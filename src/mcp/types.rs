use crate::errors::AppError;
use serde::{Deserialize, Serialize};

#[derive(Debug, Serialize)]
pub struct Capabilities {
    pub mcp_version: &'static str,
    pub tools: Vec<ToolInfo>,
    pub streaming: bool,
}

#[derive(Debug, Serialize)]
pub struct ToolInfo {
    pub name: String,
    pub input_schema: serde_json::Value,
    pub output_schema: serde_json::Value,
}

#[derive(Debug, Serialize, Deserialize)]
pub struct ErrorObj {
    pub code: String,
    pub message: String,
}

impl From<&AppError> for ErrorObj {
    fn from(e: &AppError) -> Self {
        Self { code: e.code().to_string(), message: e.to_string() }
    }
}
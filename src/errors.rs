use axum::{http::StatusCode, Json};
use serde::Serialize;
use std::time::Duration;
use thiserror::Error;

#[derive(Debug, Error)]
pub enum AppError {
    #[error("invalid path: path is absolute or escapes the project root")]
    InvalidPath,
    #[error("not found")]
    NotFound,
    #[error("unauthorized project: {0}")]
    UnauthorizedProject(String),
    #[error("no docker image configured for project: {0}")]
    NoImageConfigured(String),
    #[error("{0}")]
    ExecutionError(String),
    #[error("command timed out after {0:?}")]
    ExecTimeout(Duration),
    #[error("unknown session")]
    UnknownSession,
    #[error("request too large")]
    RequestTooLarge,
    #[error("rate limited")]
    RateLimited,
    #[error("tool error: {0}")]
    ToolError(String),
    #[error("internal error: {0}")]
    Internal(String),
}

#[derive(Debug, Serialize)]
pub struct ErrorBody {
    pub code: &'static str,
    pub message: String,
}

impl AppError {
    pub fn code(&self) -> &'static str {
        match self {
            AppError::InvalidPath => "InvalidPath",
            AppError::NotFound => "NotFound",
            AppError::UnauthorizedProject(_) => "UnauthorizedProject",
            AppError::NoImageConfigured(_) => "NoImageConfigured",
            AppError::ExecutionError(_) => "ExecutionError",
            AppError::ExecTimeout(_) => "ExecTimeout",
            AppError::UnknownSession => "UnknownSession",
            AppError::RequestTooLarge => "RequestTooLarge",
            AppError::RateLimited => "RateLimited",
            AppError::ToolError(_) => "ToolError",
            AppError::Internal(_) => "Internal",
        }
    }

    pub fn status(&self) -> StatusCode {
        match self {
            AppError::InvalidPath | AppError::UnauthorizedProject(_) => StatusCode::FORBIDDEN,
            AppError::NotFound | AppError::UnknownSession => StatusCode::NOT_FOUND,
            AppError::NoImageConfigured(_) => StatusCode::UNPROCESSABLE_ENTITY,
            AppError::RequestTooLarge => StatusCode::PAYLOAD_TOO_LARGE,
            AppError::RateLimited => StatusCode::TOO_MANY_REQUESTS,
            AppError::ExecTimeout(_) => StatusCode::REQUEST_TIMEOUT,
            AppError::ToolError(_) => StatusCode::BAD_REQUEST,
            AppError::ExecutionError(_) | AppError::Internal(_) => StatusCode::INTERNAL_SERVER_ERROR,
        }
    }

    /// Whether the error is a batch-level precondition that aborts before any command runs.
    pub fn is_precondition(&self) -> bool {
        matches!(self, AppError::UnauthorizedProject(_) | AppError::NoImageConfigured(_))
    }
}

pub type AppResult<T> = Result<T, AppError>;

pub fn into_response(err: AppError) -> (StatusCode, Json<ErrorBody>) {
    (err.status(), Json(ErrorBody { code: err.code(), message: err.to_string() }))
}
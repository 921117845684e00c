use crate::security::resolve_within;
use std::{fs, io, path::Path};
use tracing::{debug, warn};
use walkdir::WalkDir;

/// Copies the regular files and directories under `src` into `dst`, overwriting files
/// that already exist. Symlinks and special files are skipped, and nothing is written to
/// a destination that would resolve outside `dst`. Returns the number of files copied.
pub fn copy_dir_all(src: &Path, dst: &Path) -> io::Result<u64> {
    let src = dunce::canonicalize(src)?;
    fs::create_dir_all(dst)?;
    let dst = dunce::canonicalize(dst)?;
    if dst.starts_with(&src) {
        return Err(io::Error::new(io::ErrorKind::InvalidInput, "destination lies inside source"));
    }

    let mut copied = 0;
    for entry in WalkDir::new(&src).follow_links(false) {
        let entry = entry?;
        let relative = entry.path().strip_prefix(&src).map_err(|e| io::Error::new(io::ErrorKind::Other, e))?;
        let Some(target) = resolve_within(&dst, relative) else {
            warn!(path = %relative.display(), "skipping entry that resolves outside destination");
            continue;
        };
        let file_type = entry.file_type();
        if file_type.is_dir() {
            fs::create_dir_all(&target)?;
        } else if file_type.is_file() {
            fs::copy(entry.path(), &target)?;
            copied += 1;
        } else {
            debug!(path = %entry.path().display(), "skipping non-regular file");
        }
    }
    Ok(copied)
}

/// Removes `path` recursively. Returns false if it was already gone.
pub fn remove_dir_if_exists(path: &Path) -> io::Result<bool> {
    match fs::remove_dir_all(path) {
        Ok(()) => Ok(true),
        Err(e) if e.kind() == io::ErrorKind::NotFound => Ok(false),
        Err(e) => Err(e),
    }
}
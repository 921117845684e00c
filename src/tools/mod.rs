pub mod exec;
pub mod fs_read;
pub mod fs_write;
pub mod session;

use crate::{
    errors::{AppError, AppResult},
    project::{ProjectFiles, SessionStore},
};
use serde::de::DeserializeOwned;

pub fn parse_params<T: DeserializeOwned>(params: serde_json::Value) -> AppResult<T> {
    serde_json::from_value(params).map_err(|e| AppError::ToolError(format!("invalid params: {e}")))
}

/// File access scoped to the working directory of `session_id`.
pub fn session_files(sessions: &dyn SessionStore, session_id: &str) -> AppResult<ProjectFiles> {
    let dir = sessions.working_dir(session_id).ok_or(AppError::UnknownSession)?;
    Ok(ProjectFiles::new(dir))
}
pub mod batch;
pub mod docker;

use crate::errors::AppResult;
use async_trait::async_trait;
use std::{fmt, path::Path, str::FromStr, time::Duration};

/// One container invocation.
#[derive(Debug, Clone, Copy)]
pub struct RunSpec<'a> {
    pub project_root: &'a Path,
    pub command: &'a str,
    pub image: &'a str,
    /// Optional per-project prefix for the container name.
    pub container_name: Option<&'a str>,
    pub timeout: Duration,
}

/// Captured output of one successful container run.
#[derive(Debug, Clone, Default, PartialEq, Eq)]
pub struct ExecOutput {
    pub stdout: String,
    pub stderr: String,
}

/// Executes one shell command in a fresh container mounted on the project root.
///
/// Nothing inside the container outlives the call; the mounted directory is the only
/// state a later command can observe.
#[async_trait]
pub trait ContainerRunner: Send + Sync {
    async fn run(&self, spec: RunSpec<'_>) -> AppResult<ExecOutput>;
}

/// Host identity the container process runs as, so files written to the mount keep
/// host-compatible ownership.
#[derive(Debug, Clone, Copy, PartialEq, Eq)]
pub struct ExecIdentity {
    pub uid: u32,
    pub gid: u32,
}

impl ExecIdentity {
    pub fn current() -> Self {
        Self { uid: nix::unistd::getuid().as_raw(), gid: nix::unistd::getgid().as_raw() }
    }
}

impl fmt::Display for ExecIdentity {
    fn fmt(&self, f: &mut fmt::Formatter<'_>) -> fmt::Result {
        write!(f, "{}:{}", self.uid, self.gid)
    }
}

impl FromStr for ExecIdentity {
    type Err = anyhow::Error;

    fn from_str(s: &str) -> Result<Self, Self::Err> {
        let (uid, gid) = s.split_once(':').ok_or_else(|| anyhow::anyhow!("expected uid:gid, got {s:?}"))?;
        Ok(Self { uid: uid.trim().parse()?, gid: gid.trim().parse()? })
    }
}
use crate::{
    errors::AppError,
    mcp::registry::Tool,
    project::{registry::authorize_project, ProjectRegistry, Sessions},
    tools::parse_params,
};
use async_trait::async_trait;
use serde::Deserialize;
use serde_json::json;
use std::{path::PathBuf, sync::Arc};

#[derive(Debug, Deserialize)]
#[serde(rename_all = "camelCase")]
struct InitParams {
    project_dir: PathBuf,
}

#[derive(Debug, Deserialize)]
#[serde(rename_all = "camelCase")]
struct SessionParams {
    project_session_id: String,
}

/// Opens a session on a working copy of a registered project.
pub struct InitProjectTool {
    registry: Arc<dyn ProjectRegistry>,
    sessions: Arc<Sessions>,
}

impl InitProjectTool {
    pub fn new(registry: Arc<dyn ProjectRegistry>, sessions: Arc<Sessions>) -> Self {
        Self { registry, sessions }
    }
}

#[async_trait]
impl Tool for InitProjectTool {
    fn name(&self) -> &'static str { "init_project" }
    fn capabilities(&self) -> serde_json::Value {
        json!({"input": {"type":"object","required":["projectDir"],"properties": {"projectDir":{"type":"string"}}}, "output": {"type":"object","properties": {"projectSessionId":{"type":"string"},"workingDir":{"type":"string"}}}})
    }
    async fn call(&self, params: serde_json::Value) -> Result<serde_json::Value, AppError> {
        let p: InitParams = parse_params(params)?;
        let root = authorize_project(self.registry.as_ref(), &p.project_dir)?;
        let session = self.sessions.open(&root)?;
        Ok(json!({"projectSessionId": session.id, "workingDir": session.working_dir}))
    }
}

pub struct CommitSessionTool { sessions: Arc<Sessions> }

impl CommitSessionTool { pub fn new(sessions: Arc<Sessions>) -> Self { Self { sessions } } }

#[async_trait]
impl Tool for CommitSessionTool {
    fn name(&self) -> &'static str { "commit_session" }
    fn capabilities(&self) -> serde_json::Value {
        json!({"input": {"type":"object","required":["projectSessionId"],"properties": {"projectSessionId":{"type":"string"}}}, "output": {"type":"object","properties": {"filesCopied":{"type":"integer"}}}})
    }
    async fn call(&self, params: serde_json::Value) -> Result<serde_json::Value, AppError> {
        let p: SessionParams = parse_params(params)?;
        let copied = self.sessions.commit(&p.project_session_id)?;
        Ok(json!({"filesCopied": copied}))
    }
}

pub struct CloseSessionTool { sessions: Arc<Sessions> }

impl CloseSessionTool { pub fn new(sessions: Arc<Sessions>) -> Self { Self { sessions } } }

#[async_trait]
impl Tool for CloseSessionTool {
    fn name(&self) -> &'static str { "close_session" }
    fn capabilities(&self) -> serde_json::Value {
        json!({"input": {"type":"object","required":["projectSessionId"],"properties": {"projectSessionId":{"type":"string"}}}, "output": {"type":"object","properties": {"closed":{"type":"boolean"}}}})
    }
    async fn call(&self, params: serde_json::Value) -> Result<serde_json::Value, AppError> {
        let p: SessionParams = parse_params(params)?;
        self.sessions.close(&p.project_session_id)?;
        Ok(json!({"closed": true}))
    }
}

***

> [EXERCISE AIM]:
When you find a line in the records that contains the word "ExecOutput", copy it.

> [WRITTEN SOLUTION]:
pub struct ExecOutput {
    async fn run(&self, spec: RunSpec<'_>) -> AppResult<ExecOutput>;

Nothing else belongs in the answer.